Please repeat the records exactly from their first line, finishing at the line containing "pub struct UnitCatalog" and including it.
━━━
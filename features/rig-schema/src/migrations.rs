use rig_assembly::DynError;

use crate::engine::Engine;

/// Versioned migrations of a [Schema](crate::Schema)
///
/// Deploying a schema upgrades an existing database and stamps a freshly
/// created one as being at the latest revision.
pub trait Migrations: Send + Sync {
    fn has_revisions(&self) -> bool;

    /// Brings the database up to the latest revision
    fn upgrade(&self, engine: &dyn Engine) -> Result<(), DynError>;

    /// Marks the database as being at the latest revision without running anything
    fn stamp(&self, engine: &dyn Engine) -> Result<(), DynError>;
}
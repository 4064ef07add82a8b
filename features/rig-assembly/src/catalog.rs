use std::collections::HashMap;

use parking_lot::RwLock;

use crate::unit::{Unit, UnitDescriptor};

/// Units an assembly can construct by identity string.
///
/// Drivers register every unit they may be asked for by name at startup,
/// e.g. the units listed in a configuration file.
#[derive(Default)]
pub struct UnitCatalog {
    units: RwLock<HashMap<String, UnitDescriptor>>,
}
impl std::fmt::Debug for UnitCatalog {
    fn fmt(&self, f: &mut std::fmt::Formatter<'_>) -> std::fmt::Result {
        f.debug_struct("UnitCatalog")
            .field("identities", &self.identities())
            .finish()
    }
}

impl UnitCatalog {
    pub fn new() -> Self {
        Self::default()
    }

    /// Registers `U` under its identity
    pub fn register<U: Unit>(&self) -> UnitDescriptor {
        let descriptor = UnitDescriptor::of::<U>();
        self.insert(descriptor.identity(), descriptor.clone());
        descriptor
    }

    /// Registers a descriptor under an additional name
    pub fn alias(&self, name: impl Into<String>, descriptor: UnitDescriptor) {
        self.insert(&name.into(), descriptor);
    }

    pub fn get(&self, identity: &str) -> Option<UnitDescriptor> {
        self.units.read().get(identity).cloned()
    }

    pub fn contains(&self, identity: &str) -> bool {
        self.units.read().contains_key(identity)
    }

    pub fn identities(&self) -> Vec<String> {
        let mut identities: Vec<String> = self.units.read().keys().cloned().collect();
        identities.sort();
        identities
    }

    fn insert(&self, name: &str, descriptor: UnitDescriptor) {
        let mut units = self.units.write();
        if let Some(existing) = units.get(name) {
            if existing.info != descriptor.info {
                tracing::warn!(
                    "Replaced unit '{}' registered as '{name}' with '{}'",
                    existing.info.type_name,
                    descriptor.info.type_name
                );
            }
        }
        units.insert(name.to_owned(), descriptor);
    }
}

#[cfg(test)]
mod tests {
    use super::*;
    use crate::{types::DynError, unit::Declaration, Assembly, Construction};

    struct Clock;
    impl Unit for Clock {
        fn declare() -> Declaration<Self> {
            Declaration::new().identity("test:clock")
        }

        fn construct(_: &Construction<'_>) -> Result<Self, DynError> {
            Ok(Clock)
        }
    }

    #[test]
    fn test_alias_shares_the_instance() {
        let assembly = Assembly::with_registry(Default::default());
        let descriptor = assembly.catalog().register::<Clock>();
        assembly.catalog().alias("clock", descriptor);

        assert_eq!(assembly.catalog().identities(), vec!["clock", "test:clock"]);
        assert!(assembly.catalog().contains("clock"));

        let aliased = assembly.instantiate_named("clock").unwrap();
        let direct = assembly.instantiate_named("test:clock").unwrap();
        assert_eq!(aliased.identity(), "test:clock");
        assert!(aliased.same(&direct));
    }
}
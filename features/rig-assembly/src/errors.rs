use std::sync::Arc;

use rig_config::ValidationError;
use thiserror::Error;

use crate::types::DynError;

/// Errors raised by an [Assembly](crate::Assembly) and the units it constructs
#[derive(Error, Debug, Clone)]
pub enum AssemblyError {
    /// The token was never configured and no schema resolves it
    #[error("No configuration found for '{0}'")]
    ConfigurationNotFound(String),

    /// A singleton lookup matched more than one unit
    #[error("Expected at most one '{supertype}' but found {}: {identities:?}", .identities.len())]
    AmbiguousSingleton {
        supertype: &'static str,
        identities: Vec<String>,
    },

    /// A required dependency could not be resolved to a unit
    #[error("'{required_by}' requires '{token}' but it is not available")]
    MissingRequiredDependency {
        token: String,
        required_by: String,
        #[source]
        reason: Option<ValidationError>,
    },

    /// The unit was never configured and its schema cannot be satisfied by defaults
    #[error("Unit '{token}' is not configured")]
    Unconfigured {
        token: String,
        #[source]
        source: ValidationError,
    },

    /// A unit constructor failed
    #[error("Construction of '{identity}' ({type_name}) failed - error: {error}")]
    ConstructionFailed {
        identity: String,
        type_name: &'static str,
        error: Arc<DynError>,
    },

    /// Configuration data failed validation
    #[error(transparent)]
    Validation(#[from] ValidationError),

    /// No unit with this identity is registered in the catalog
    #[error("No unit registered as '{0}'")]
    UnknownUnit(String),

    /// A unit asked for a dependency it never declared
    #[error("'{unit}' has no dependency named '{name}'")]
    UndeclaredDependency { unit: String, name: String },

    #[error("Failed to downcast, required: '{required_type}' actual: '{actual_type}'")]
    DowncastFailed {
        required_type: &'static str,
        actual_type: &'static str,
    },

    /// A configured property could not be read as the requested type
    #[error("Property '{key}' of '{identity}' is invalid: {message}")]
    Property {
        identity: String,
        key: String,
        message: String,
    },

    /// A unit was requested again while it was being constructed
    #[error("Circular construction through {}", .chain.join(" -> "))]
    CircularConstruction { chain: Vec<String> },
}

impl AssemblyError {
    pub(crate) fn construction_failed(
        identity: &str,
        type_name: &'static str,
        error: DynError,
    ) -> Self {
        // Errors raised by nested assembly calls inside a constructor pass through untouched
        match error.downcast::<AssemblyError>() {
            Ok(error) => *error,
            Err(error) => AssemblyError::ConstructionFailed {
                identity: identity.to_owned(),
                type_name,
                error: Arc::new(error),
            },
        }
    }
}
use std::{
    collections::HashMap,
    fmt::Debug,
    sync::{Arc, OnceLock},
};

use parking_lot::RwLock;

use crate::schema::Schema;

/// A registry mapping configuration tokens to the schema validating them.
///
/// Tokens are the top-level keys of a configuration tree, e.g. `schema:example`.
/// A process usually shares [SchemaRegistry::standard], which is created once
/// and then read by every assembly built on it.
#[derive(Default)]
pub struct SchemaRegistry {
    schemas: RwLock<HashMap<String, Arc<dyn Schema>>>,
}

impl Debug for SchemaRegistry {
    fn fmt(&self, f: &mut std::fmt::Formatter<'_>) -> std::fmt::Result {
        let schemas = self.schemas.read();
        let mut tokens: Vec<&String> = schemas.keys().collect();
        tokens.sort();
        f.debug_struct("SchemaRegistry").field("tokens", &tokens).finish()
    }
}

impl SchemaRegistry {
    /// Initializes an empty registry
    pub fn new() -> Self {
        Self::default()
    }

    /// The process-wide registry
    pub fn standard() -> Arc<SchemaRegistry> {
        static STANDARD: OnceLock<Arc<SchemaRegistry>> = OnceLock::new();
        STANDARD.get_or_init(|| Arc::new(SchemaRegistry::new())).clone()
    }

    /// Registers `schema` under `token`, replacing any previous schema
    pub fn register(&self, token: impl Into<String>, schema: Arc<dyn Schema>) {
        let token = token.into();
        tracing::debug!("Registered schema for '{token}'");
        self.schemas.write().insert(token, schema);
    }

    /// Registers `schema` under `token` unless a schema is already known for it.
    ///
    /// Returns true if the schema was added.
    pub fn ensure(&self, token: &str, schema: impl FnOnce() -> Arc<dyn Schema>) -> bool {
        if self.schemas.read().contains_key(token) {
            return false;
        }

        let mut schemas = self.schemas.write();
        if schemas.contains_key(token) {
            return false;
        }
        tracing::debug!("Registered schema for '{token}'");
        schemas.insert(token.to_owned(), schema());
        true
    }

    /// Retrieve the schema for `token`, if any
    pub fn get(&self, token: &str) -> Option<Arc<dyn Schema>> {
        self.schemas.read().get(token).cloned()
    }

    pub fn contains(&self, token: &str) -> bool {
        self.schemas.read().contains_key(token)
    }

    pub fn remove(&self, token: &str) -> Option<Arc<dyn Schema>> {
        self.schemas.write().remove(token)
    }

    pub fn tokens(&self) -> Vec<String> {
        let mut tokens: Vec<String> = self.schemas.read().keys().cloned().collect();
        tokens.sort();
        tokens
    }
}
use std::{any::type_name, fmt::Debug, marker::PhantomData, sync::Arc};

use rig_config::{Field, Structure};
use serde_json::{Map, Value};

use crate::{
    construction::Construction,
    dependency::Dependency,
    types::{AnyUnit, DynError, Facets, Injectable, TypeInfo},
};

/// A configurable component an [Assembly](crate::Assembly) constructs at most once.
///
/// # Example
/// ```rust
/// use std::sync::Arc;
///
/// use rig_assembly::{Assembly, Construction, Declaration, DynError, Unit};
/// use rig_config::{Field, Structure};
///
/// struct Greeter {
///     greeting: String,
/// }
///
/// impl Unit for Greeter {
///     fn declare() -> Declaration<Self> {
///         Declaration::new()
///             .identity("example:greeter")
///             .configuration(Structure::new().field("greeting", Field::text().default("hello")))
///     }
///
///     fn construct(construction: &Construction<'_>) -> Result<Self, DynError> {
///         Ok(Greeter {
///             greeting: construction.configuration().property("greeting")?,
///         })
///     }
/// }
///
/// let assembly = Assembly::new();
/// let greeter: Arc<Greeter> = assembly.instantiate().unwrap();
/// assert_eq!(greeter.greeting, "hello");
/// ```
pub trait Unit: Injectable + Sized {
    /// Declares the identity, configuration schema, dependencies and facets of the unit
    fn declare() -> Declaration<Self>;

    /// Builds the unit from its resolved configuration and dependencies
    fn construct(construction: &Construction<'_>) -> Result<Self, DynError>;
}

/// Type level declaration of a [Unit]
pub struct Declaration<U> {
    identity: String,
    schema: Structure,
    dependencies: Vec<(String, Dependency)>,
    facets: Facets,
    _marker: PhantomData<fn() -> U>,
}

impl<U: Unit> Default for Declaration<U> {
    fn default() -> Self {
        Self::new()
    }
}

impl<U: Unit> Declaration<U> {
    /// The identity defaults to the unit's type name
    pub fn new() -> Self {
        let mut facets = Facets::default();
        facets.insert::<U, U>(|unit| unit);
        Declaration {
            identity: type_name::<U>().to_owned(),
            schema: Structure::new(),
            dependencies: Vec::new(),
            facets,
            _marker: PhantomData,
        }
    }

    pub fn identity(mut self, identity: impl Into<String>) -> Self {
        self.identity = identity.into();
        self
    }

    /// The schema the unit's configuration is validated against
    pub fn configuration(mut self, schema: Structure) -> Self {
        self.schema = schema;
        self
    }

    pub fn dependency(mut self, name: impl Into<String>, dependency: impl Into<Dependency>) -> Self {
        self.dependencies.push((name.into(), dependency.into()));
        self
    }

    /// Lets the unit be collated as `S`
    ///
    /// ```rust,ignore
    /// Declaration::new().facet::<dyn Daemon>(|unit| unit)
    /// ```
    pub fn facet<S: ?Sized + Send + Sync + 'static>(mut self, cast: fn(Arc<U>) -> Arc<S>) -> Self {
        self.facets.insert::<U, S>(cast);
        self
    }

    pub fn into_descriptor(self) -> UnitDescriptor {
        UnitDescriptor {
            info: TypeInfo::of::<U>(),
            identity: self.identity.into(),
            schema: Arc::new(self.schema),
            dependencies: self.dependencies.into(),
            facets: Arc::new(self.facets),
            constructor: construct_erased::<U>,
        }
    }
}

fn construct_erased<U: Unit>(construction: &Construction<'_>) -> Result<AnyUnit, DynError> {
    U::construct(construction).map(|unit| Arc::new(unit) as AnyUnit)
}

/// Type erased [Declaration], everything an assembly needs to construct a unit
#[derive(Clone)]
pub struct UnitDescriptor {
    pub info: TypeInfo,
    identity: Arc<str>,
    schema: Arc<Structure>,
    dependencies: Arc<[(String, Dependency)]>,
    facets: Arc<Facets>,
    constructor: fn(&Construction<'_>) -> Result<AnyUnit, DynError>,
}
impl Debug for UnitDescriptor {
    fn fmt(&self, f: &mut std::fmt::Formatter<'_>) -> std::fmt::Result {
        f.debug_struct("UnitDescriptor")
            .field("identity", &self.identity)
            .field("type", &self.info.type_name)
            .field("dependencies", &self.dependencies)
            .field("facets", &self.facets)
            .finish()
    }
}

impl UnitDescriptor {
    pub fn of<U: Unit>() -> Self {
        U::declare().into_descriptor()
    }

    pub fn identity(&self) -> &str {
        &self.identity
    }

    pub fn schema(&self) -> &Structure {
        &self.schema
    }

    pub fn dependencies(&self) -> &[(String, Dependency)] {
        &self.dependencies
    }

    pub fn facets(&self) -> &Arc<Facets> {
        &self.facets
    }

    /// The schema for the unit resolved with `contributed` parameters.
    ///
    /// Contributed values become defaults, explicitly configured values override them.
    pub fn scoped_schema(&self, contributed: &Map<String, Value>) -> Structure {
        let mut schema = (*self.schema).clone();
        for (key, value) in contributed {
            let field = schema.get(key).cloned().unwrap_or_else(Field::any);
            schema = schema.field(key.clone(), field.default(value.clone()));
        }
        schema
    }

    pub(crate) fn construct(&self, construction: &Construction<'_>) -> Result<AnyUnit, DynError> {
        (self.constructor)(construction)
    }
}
━━━
» **Result for this task**:
filename features/rig-schema/src/migrations.rs
use rig_assembly::DynError;

use crate::engine::Engine;

/// Versioned migrations of a [Schema](crate::Schema)
///
/// Deploying a schema upgrades an existing database and stamps a freshly
/// created one as being at the latest revision.
pub trait Migrations: Send + Sync {
    fn has_revisions(&self) -> bool;

    /// Brings the database up to the latest revision
    fn upgrade(&self, engine: &dyn Engine) -> Result<(), DynError>;

    /// Marks the database as being at the latest revision without running anything
    fn stamp(&self, engine: &dyn Engine) -> Result<(), DynError>;
}
repository 4064ef07add82a8b
filename features/rig-assembly/src/catalog.rs
use std::collections::HashMap;

use parking_lot::RwLock;

use crate::unit::{Unit, UnitDescriptor};

/// Units an assembly can construct by identity string.
///
/// Drivers register every unit they may be asked for by name at startup,
/// e.g. the units listed in a configuration file.
#[derive(Default)]
pub struct UnitCatalog {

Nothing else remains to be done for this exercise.